We're specifically looking to replace a single tool that lots of engineers at Mozilla use: icecream, which is a distcc replacement. The C++ part of the Firefox build will build with lots of parallelism nowadays, so engineers have setup compile clusters in various Mozilla offices. Unfortunately our security folks are not wild about this as icecream has no support for authentication or encryption for client/server communication, and it also supports uploading arbitrary toolchains to run, so we'd like to have a tool that provides distributed caching with those features to keep our security folks happy and so we can roll this out as a company-sanctioned thing.

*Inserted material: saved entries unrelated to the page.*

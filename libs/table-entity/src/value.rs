use std::fmt;

use chrono::{DateTime, Utc};
use uuid::Uuid;

/// Column types the table store holds without any encoding.
///
/// Anything else is persisted as a `String` column carrying JSON text.
#[derive(Debug, Clone, Copy, PartialEq, Eq, Hash)]
pub enum EdmType {
    Binary,
    Boolean,
    /// Always UTC once stored.
    DateTime,
    Double,
    Guid,
    Int32,
    Int64,
    String,
}

impl EdmType {
    /// Name used in `@odata.type` annotations.
    pub fn odata_name(self) -> &'static str {
        match self {
            EdmType::Binary => "Edm.Binary",
            EdmType::Boolean => "Edm.Boolean",
            EdmType::DateTime => "Edm.DateTime",
            EdmType::Double => "Edm.Double",
            EdmType::Guid => "Edm.Guid",
            EdmType::Int32 => "Edm.Int32",
            EdmType::Int64 => "Edm.Int64",
            EdmType::String => "Edm.String",
        }
    }

    pub fn from_odata_name(name: &str) -> Option<Self> {
        let ty = match name {
            "Edm.Binary" => EdmType::Binary,
            "Edm.Boolean" => EdmType::Boolean,
            "Edm.DateTime" => EdmType::DateTime,
            "Edm.Double" => EdmType::Double,
            "Edm.Guid" => EdmType::Guid,
            "Edm.Int32" => EdmType::Int32,
            "Edm.Int64" => EdmType::Int64,
            "Edm.String" => EdmType::String,
            _ => return None,
        };
        Some(ty)
    }
}

impl fmt::Display for EdmType {
    fn fmt(&self, f: &mut fmt::Formatter<'_>) -> fmt::Result {
        f.write_str(self.odata_name())
    }
}

/// A single typed column value.
#[derive(Debug, Clone, PartialEq)]
pub enum EntityValue {
    Binary(Vec<u8>),
    Boolean(bool),
    DateTime(DateTime<Utc>),
    Double(f64),
    Guid(Uuid),
    Int32(i32),
    Int64(i64),
    String(String),
}

impl EntityValue {
    pub fn edm_type(&self) -> EdmType {
        match self {
            EntityValue::Binary(_) => EdmType::Binary,
            EntityValue::Boolean(_) => EdmType::Boolean,
            EntityValue::DateTime(_) => EdmType::DateTime,
            EntityValue::Double(_) => EdmType::Double,
            EntityValue::Guid(_) => EdmType::Guid,
            EntityValue::Int32(_) => EdmType::Int32,
            EntityValue::Int64(_) => EdmType::Int64,
            EntityValue::String(_) => EdmType::String,
        }
    }

    pub fn as_str(&self) -> Option<&str> {
        match self {
            EntityValue::String(s) => Some(s.as_str()),
            _ => None,
        }
    }

    pub fn as_bool(&self) -> Option<bool> {
        match self {
            EntityValue::Boolean(v) => Some(*v),
            _ => None,
        }
    }

    pub fn as_i32(&self) -> Option<i32> {
        match self {
            EntityValue::Int32(v) => Some(*v),
            _ => None,
        }
    }

    /// Accepts `Int32` as well; widening is lossless.
    pub fn as_i64(&self) -> Option<i64> {
        match self {
            EntityValue::Int64(v) => Some(*v),
            EntityValue::Int32(v) => Some(i64::from(*v)),
            _ => None,
        }
    }

    /// Accepts `Int32` as well; widening is lossless.
    pub fn as_f64(&self) -> Option<f64> {
        match self {
            EntityValue::Double(v) => Some(*v),
            EntityValue::Int32(v) => Some(f64::from(*v)),
            _ => None,
        }
    }

    pub fn as_datetime(&self) -> Option<DateTime<Utc>> {
        match self {
            EntityValue::DateTime(v) => Some(*v),
            _ => None,
        }
    }

    pub fn as_guid(&self) -> Option<Uuid> {
        match self {
            EntityValue::Guid(v) => Some(*v),
            _ => None,
        }
    }

    pub fn as_binary(&self) -> Option<&[u8]> {
        match self {
            EntityValue::Binary(v) => Some(v.as_slice()),
            _ => None,
        }
    }
}

impl From<&str> for EntityValue {
    fn from(v: &str) -> Self {
        EntityValue::String(v.to_string())
    }
}

impl From<String> for EntityValue {
    fn from(v: String) -> Self {
        EntityValue::String(v)
    }
}

impl From<bool> for EntityValue {
    fn from(v: bool) -> Self {
        EntityValue::Boolean(v)
    }
}

impl From<i32> for EntityValue {
    fn from(v: i32) -> Self {
        EntityValue::Int32(v)
    }
}

impl From<i64> for EntityValue {
    fn from(v: i64) -> Self {
        EntityValue::Int64(v)
    }
}

impl From<f64> for EntityValue {
    fn from(v: f64) -> Self {
        EntityValue::Double(v)
    }
}

impl From<Uuid> for EntityValue {
    fn from(v: Uuid) -> Self {
        EntityValue::Guid(v)
    }
}

impl From<DateTime<Utc>> for EntityValue {
    fn from(v: DateTime<Utc>) -> Self {
        EntityValue::DateTime(v)
    }
}

impl From<Vec<u8>> for EntityValue {
    fn from(v: Vec<u8>) -> Self {
        EntityValue::Binary(v)
    }
}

We're already using sccache as a ccache replacement in all Firefox CI, and sccache already has support for running C compilers and a client/server model, so extending it to add this functionality seemed like the best path forward. We'd also like to get distributed compilation support for Rust if possible, since sccache already supports caching Rust compilation.

FWIW, we are also actively working on transitioning the Firefox build away from make, and we're going to be looking into using Bazel for builds at some point, but I don't think you get things like distributed compilation and caching for free with it--I think you have to do some work to enable them. Also one of my colleagues (mshal) is actively working on making cargo produce a build plan. mshal is working on making Firefox build with tup, a build tool that he wrote that works similarly to Bazel, so the cargo build plan work is in support of that, but should also help folks using Bazel to better integrate Rust.

Note: if you get hired for this contract you would be working closely with me, since I wrote most of the existing sccache code.